Many overweight and obese patients believe that they will be able to lose weight with symptom relief and increased activity after successful lumbar decompression surgery, but most maintain or increase their weight and body mass index (BMI). Weight loss may be an unrealistic expectation because obesity is an independent disease.

Many overweight and obese patients believe that they will be able to lose weight with symptom relief and increased activity after successful lumbar decompression surgery, but most maintain or increase their weight and body mass index (BMI). Weight loss may be an unrealistic expectation because obesity is an independent disease.

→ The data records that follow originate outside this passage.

//! SQLite checkpoint saver.
//!
//! ```sql
//! CREATE TABLE checkpoints (
//!     thread_id TEXT NOT NULL,
//!     step INTEGER NOT NULL,
//!     source TEXT NOT NULL,
//!     state TEXT NOT NULL,
//!     created_at TEXT NOT NULL,
//!     PRIMARY KEY (thread_id, step)
//! );
//! ```

use std::path::Path;
use std::str::FromStr;

use async_trait::async_trait;
use chrono::{DateTime, Utc};
use sqlx::{
    sqlite::{SqliteConnectOptions, SqlitePoolOptions, SqliteRow},
    Row, SqlitePool,
};
use tracing::{debug, info};

use crate::error::{CheckpointError, Result};
use crate::saver::Checkpointer;
use crate::types::{Checkpoint, CheckpointMetadata, CheckpointSource};

/// Checkpointer on a sqlx [`SqlitePool`]. The database file and its parent directory are created
/// if missing.
#[derive(Debug, Clone)]
pub struct SqliteSaver {
    pool: SqlitePool,
}

impl SqliteSaver {
    /// Connects to `uri`: either a `sqlite:` URL or a plain file path.
    pub async fn connect(uri: &str, max_connections: u32) -> Result<Self> {
        let options = if uri.starts_with("sqlite:") {
            SqliteConnectOptions::from_str(uri)?.create_if_missing(true)
        } else {
            if let Some(parent) = Path::new(uri).parent().filter(|p| !p.as_os_str().is_empty()) {
                tokio::fs::create_dir_all(parent).await?;
            }
            SqliteConnectOptions::new()
                .filename(uri)
                .create_if_missing(true)
        };
        let pool = SqlitePoolOptions::new()
            .max_connections(max_connections.max(1))
            .connect_with(options)
            .await?;
        info!(uri = %uri, "SQLite checkpoint store connected");
        Ok(Self { pool })
    }

    pub fn pool(&self) -> &SqlitePool {
        &self.pool
    }

    fn ensure_open(&self) -> Result<()> {
        if self.pool.is_closed() {
            return Err(CheckpointError::Closed);
        }
        Ok(())
    }
}

fn parse_source(raw: &str) -> Result<CheckpointSource> {
    CheckpointSource::from_str(raw)
        .map_err(|e| CheckpointError::Database(sqlx::Error::Decode(e.into())))
}

fn parse_time(raw: &str) -> Result<DateTime<Utc>> {
    DateTime::parse_from_rfc3339(raw)
        .map(|t| t.with_timezone(&Utc))
        .map_err(|e| CheckpointError::Database(sqlx::Error::Decode(Box::new(e))))
}

fn row_to_metadata(row: &SqliteRow) -> Result<CheckpointMetadata> {
    let source: String = row.try_get("source")?;
    let created_at: String = row.try_get("created_at")?;
    Ok(CheckpointMetadata {
        thread_id: row.try_get("thread_id")?,
        step: row.try_get("step")?,
        source: parse_source(&source)?,
        created_at: parse_time(&created_at)?,
    })
}

#[async_trait]
impl Checkpointer for SqliteSaver {
    async fn setup(&self) -> Result<()> {
        self.ensure_open()?;
        sqlx::query(
            r#"
            CREATE TABLE IF NOT EXISTS checkpoints (
                thread_id TEXT NOT NULL,
                step INTEGER NOT NULL,
                source TEXT NOT NULL,
                state TEXT NOT NULL,
                created_at TEXT NOT NULL,
                PRIMARY KEY (thread_id, step)
            )
            "#,
        )
        .execute(&self.pool)
        .await?;
        Ok(())
    }

    async fn put(&self, checkpoint: &Checkpoint) -> Result<()> {
        self.ensure_open()?;
        let state = serde_json::to_string(&checkpoint.state)?;
        sqlx::query(
            "INSERT INTO checkpoints (thread_id, step, source, state, created_at) VALUES (?1, ?2, ?3, ?4, ?5)",
        )
        .bind(&checkpoint.thread_id)
        .bind(checkpoint.step)
        .bind(checkpoint.source.as_str())
        .bind(state)
        .bind(checkpoint.created_at.to_rfc3339())
        .execute(&self.pool)
        .await
        .map_err(|e| CheckpointError::from_insert(e, &checkpoint.thread_id, checkpoint.step))?;
        debug!(
            thread_id = %checkpoint.thread_id,
            step = checkpoint.step,
            source = %checkpoint.source,
            "checkpoint stored"
        );
        Ok(())
    }

    async fn get_latest(&self, thread_id: &str) -> Result<Option<Checkpoint>> {
        self.ensure_open()?;
        let row = sqlx::query(
            "SELECT thread_id, step, source, state, created_at FROM checkpoints WHERE thread_id = ?1 ORDER BY step DESC LIMIT 1",
        )
        .bind(thread_id)
        .fetch_optional(&self.pool)
        .await?;
        let Some(row) = row else {
            return Ok(None);
        };
        let meta = row_to_metadata(&row)?;
        let state: String = row.try_get("state")?;
        Ok(Some(Checkpoint {
            thread_id: meta.thread_id,
            step: meta.step,
            source: meta.source,
            state: serde_json::from_str(&state)?,
            created_at: meta.created_at,
        }))
    }

    async fn list(
        &self,
        thread_id: &str,
        limit: Option<usize>,
    ) -> Result<Vec<CheckpointMetadata>> {
        self.ensure_open()?;
        let limit = limit.map(|l| l as i64).unwrap_or(-1);
        let rows = sqlx::query(
            "SELECT thread_id, step, source, created_at FROM checkpoints WHERE thread_id = ?1 ORDER BY step DESC LIMIT ?2",
        )
        .bind(thread_id)
        .bind(limit)
        .fetch_all(&self.pool)
        .await?;
        rows.iter().map(row_to_metadata).collect()
    }

    async fn list_thread_ids(&self) -> Result<Vec<String>> {
        self.ensure_open()?;
        let rows = sqlx::query("SELECT DISTINCT thread_id FROM checkpoints ORDER BY thread_id")
            .fetch_all(&self.pool)
            .await?;
        rows.iter()
            .map(|r| r.try_get::<String, _>("thread_id").map_err(Into::into))
            .collect()
    }

    async fn close(&self) {
        if !self.pool.is_closed() {
            self.pool.close().await;
            info!("SQLite checkpoint store closed");
        }
    }

    fn is_closed(&self) -> bool {
        self.pool.is_closed()
    }
}
//! Error types for the bot core.
//!
//! [`BotError`] is the top-level error; [`HandlerError`] is used for handler failures.

use thiserror::Error;

/// Top-level error (bot transport, handler, config, IO).
#[derive(Error, Debug)]
pub enum BotError {
    #[error("Bot error: {0}")]
    Bot(String),

    #[error("Handler error: {0}")]
    Handler(#[from] HandlerError),

    #[error("Config error: {0}")]
    Config(String),

    #[error("IO error: {0}")]
    Io(#[from] std::io::Error),
}

/// Errors produced by handlers.
#[derive(Error, Debug)]
pub enum HandlerError {
    #[error("No text in message")]
    NoText,

    #[error("Invalid command: {0}")]
    InvalidCommand(String),

    #[error("State error: {0}")]
    State(String),
}

/// Result type for core operations; uses [`BotError`].
pub type Result<T> = std::result::Result<T, BotError>;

Garcia and colleagues reviewed the records of 63 overweight and obese patients who had undergone primary lumbar decompression for lumbar spinal stenosis. After surgery, all patients were referred for formal physical therapy. Changes in body weight and BMI after surgery were analyzed; the Zurich Claudication Questionnaire (ZCQ) was used to obtain symptom severity and physical function scores.

At follow-up, the patients' average body weight and BMI had increased significantly, by 2.48 kg and 0.83 kg/m2, respectively, even though the ZCQ symptom severity and physical function scores had improved significantly (mean, 56.4% and 53.0%, respectively). Overall, 59% of the patients remained within 5% of their preoperative body weight, 35% gained 5% or more, and 6% lost 5% or more.

The authors noted that patients should be counseled preoperatively and encouraged to participate in a weight reduction program before and after undergoing the surgery.